• _ACTIVITY_
The answer must be every line from the entries below that contains "ParseWarning".

• _TASK INPUT_

//! Ordered key/value map for a single INI section.
//!
//! [`Section`] wraps an [`IndexMap`] so that iteration follows insertion order. The
//! serializer relies on this: keys added after parsing are written in the order they
//! were inserted, which keeps the output deterministic.
//!
//! ## Examples
//!
//! ```rust
//! use ini_roundtrip::{Section, Value};
//!
//! let mut section = Section::new();
//! section.insert("host", "localhost");
//! section.insert("port", 8080);
//!
//! assert_eq!(section.len(), 2);
//! assert_eq!(section.get("port").and_then(Value::as_i64), Some(8080));
//! ```

use crate::Value;
use indexmap::IndexMap;
use serde::{Deserialize, Serialize};

/// The entries of one INI section, in insertion order.
///
/// Keys are expected to match `[A-Za-z0-9_]+`; the serializer rejects anything else.
/// Removing a key deletes it outright, there is no "absent" value.
#[derive(Debug, Clone, PartialEq, Default, Serialize, Deserialize)]
#[serde(transparent)]
pub struct Section(IndexMap<String, Value>);

impl Section {
    #[must_use]
    pub fn new() -> Self {
        Section(IndexMap::new())
    }

    #[must_use]
    pub fn with_capacity(capacity: usize) -> Self {
        Section(IndexMap::with_capacity(capacity))
    }

    /// Inserts a key-value pair, returning the previous value if the key existed.
    ///
    /// An existing key keeps its position; a new key goes to the end.
    ///
    /// # Examples
    ///
    /// ```rust
    /// use ini_roundtrip::Section;
    ///
    /// let mut section = Section::new();
    /// assert!(section.insert("key", 42).is_none());
    /// assert!(section.insert("key", 43).is_some());
    /// ```
    pub fn insert(&mut self, key: impl Into<String>, value: impl Into<Value>) -> Option<Value> {
        self.0.insert(key.into(), value.into())
    }

    #[must_use]
    pub fn get(&self, key: &str) -> Option<&Value> {
        self.0.get(key)
    }

    pub fn get_mut(&mut self, key: &str) -> Option<&mut Value> {
        self.0.get_mut(key)
    }

    /// Removes a key, keeping the relative order of the remaining keys.
    ///
    /// # Examples
    ///
    /// ```rust
    /// use ini_roundtrip::Section;
    ///
    /// let mut section: Section = [("a", 1), ("b", 2), ("c", 3)].into_iter().collect();
    /// section.remove("b");
    /// let keys: Vec<_> = section.keys().map(String::as_str).collect();
    /// assert_eq!(keys, vec!["a", "c"]);
    /// ```
    pub fn remove(&mut self, key: &str) -> Option<Value> {
        self.0.shift_remove(key)
    }

    #[must_use]
    pub fn contains_key(&self, key: &str) -> bool {
        self.0.contains_key(key)
    }

    #[must_use]
    pub fn len(&self) -> usize {
        self.0.len()
    }

    #[must_use]
    pub fn is_empty(&self) -> bool {
        self.0.is_empty()
    }

    /// Returns an iterator over the keys, in insertion order.
    pub fn keys(&self) -> indexmap::map::Keys<'_, String, Value> {
        self.0.keys()
    }

    pub fn values(&self) -> indexmap::map::Values<'_, String, Value> {
        self.0.values()
    }

    /// Returns an iterator over the key-value pairs, in insertion order.
    pub fn iter(&self) -> indexmap::map::Iter<'_, String, Value> {
        self.0.iter()
    }
}

impl IntoIterator for Section {
    type Item = (String, Value);
    type IntoIter = indexmap::map::IntoIter<String, Value>;

    fn into_iter(self) -> Self::IntoIter {
        self.0.into_iter()
    }
}

impl<'a> IntoIterator for &'a Section {
    type Item = (&'a String, &'a Value);
    type IntoIter = indexmap::map::Iter<'a, String, Value>;

    fn into_iter(self) -> Self::IntoIter {
        self.0.iter()
    }
}

impl<K, V> FromIterator<(K, V)> for Section
where
    K: Into<String>,
    V: Into<Value>,
{
    fn from_iter<T: IntoIterator<Item = (K, V)>>(iter: T) -> Self {
        Section(
            iter.into_iter()
                .map(|(k, v)| (k.into(), v.into()))
                .collect(),
        )
    }
}

#[cfg(test)]
mod tests {
    use super::*;

    #[test]
    fn test_insert_keeps_position_of_existing_key() {
        let mut section = Section::new();
        section.insert("a", 1);
        section.insert("b", 2);
        section.insert("a", 3);

        let entries: Vec<_> = section.iter().map(|(k, v)| (k.as_str(), v.clone())).collect();
        assert_eq!(entries, vec![("a", Value::from(3)), ("b", Value::from(2))]);
    }

    #[test]
    fn test_remove_missing_key() {
        let mut section = Section::new();
        assert!(section.remove("nope").is_none());
        assert!(section.is_empty());
    }

    #[test]
    fn test_serializes_as_plain_map() {
        let section: Section = [("port", Value::from(80)), ("tls", Value::from(false))]
            .into_iter()
            .collect();
        let json = serde_json::to_string(&section).unwrap();
        assert_eq!(json, r#"{"port":80,"tls":false}"#);
    }
}
//! The document model and its layout metadata.
//!
//! A parse produces two things that travel together in a [`ParseResult`]:
//!
//! - a [`Document`]: the visible content, sections of key/value pairs, freely
//!   mutable by the caller;
//! - a [`Metadata`]: how that content was laid out in the source (one
//!   [`SectionOrder`] record per header occurrence, and the comments owned by each
//!   section). It is read-only once parsing is done.
//!
//! Saving walks the metadata to reproduce the original layout and consults the
//! document for what is still there. Metadata is never updated when the document
//! changes, so keys and sections added after parsing never acquire comments.

use crate::{IniOptions, ParseWarning, Result, Section, Value};
use indexmap::IndexMap;
use serde::{Deserialize, Serialize};

/// A parsed (or hand-built) INI document: section name to [`Section`].
///
/// Iteration follows insertion order. That order only matters for sections that
/// have no [`Metadata`] record, such as sections added after parsing.
///
/// # Examples
///
/// ```rust
/// use ini_roundtrip::{Document, Value};
///
/// let mut doc = Document::new();
/// doc.set("Server", "port", 8080);
/// doc.set("Server", "host", "localhost");
///
/// assert_eq!(doc.get("Server", "port").and_then(Value::as_i64), Some(8080));
/// assert_eq!(doc.remove("Server", "host"), Some(Value::from("localhost")));
/// ```
#[derive(Debug, Clone, PartialEq, Default, Serialize, Deserialize)]
#[serde(transparent)]
pub struct Document(IndexMap<String, Section>);

impl Document {
    #[must_use]
    pub fn new() -> Self {
        Document(IndexMap::new())
    }

    #[must_use]
    pub fn section(&self, name: &str) -> Option<&Section> {
        self.0.get(name)
    }

    pub fn section_mut(&mut self, name: &str) -> Option<&mut Section> {
        self.0.get_mut(name)
    }

    /// Returns the named section, creating an empty one at the end if it is missing.
    pub fn ensure_section(&mut self, name: &str) -> &mut Section {
        self.0.entry(name.to_string()).or_default()
    }

    pub fn insert_section(&mut self, name: impl Into<String>, section: Section) -> Option<Section> {
        self.0.insert(name.into(), section)
    }

    /// Removes a whole section. On save its block (header, comments, keys and the
    /// trailing blank line) disappears.
    pub fn remove_section(&mut self, name: &str) -> Option<Section> {
        self.0.shift_remove(name)
    }

    #[must_use]
    pub fn contains_section(&self, name: &str) -> bool {
        self.0.contains_key(name)
    }

    #[must_use]
    pub fn get(&self, section: &str, key: &str) -> Option<&Value> {
        self.0.get(section).and_then(|s| s.get(key))
    }

    /// Sets `section.key`, creating the section if needed.
    pub fn set(
        &mut self,
        section: &str,
        key: impl Into<String>,
        value: impl Into<Value>,
    ) -> Option<Value> {
        self.ensure_section(section).insert(key, value)
    }

    pub fn remove(&mut self, section: &str, key: &str) -> Option<Value> {
        self.0.get_mut(section).and_then(|s| s.remove(key))
    }

    #[must_use]
    pub fn len(&self) -> usize {
        self.0.len()
    }

    #[must_use]
    pub fn is_empty(&self) -> bool {
        self.0.is_empty()
    }

    pub fn section_names(&self) -> indexmap::map::Keys<'_, String, Section> {
        self.0.keys()
    }

    pub fn iter(&self) -> indexmap::map::Iter<'_, String, Section> {
        self.0.iter()
    }
}

impl IntoIterator for Document {
    type Item = (String, Section);
    type IntoIter = indexmap::map::IntoIter<String, Section>;

    fn into_iter(self) -> Self::IntoIter {
        self.0.into_iter()
    }
}

impl<'a> IntoIterator for &'a Document {
    type Item = (&'a String, &'a Section);
    type IntoIter = indexmap::map::Iter<'a, String, Section>;

    fn into_iter(self) -> Self::IntoIter {
        self.0.iter()
    }
}

impl<K: Into<String>> FromIterator<(K, Section)> for Document {
    fn from_iter<T: IntoIterator<Item = (K, Section)>>(iter: T) -> Self {
        Document(iter.into_iter().map(|(k, s)| (k.into(), s)).collect())
    }
}

/// One physical occurrence of a section header and the keys written under it.
///
/// Reopening a section later in the source yields a second record with the same name.
#[derive(Debug, Clone, PartialEq, Eq, Serialize, Deserialize)]
pub struct SectionOrder {
    pub name: String,
    pub keys: Vec<String>,
}

impl SectionOrder {
    fn new(name: &str) -> Self {
        SectionOrder {
            name: name.to_string(),
            keys: Vec::new(),
        }
    }
}

/// Who a comment line belongs to.
#[derive(Debug, Clone, PartialEq, Eq, Hash)]
pub enum CommentOwner {
    /// Comments that appear before any section header.
    PreSection,
    Section(String),
}

/// Layout information captured while parsing.
///
/// Only the parser builds metadata; callers read it or hand it back to the serializer.
#[derive(Debug, Clone, PartialEq, Eq, Default, Serialize, Deserialize)]
pub struct Metadata {
    order: Vec<SectionOrder>,
    pre_section_comments: Vec<String>,
    section_comments: IndexMap<String, Vec<String>>,
}

impl Metadata {
    /// Section occurrences in source order.
    #[must_use]
    pub fn section_order(&self) -> &[SectionOrder] {
        &self.order
    }

    #[must_use]
    pub fn comments(&self, owner: &CommentOwner) -> &[String] {
        match owner {
            CommentOwner::PreSection => &self.pre_section_comments,
            CommentOwner::Section(name) => self.section_comments(name),
        }
    }

    #[must_use]
    pub fn pre_section_comments(&self) -> &[String] {
        &self.pre_section_comments
    }

    #[must_use]
    pub fn section_comments(&self, name: &str) -> &[String] {
        self.section_comments
            .get(name)
            .map(Vec::as_slice)
            .unwrap_or_default()
    }

    /// Returns `true` if at least one header occurrence of `name` was recorded.
    #[must_use]
    pub fn records_section(&self, name: &str) -> bool {
        self.order.iter().any(|record| record.name == name)
    }

    pub(crate) fn open_section(&mut self, name: &str) {
        self.order.push(SectionOrder::new(name));
    }

    /// Appends `key` to the most recent section occurrence.
    pub(crate) fn record_key(&mut self, key: &str) {
        if let Some(record) = self.order.last_mut() {
            record.keys.push(key.to_string());
        }
    }

    pub(crate) fn add_comment(&mut self, owner: CommentOwner, text: &str) {
        match owner {
            CommentOwner::PreSection => self.pre_section_comments.push(text.to_string()),
            CommentOwner::Section(name) => self
                .section_comments
                .entry(name)
                .or_default()
                .push(text.to_string()),
        }
    }
}

/// Everything a single parse call produces.
///
/// A result with warnings is still fully usable: every line that could be
/// classified made it into the document.
#[derive(Debug, Clone)]
pub struct ParseResult {
    pub document: Document,
    pub metadata: Metadata,
    pub warnings: Vec<ParseWarning>,
    /// The options the input was parsed with; [`ParseResult::save`] reuses them.
    pub options: IniOptions,
}

impl ParseResult {
    #[must_use]
    pub fn has_warnings(&self) -> bool {
        !self.warnings.is_empty()
    }

    /// The warnings as human-readable messages, in line order.
    #[must_use]
    pub fn warning_messages(&self) -> Vec<String> {
        self.warnings.iter().map(ToString::to_string).collect()
    }

    /// Serializes the (possibly modified) document back to text using the recorded layout.
    ///
    /// # Errors
    ///
    /// Returns an error if the document holds a section name, key or value the INI
    /// grammar cannot represent.
    pub fn save(&self) -> Result<String> {
        crate::save_with_options(&self.document, Some(&self.metadata), &self.options)
    }

    #[must_use]
    pub fn into_parts(self) -> (Document, Metadata, Vec<ParseWarning>) {
        (self.document, self.metadata, self.warnings)
    }
}

#[cfg(test)]
mod tests {
    use super::*;

    #[test]
    fn test_ensure_section_is_idempotent() {
        let mut doc = Document::new();
        doc.ensure_section("A").insert("x", 1);
        doc.ensure_section("A");
        assert_eq!(doc.len(), 1);
        assert_eq!(doc.get("A", "x"), Some(&Value::from(1)));
    }

    #[test]
    fn test_remove_section_keeps_order() {
        let mut doc = Document::new();
        for name in ["A", "B", "C"] {
            doc.ensure_section(name);
        }
        doc.remove_section("B");
        let names: Vec<_> = doc.section_names().map(String::as_str).collect();
        assert_eq!(names, vec!["A", "C"]);
    }

    #[test]
    fn test_metadata_records() {
        let mut meta = Metadata::default();
        meta.add_comment(CommentOwner::PreSection, " header");
        meta.open_section("A");
        meta.record_key("x");
        meta.add_comment(CommentOwner::Section("A".to_string()), " about A");
        meta.open_section("A");
        meta.record_key("y");

        assert_eq!(meta.section_order().len(), 2);
        assert_eq!(meta.section_order()[0].keys, vec!["x"]);
        assert_eq!(meta.section_order()[1].keys, vec!["y"]);
        assert_eq!(meta.pre_section_comments(), [" header".to_string()]);
        assert_eq!(
            meta.comments(&CommentOwner::Section("A".to_string())),
            [" about A".to_string()]
        );
        assert!(meta.section_comments("B").is_empty());
        assert!(meta.records_section("A"));
        assert!(!meta.records_section("B"));
    }

    #[test]
    fn test_record_key_without_section_is_ignored() {
        let mut meta = Metadata::default();
        meta.record_key("orphan");
        assert!(meta.section_order().is_empty());
    }
}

• _WRITTEN SOLUTION_
use crate::{IniOptions, ParseWarning, Result, Section, Value};
    pub warnings: Vec<ParseWarning>,
    pub fn into_parts(self) -> (Document, Metadata, Vec<ParseWarning>) {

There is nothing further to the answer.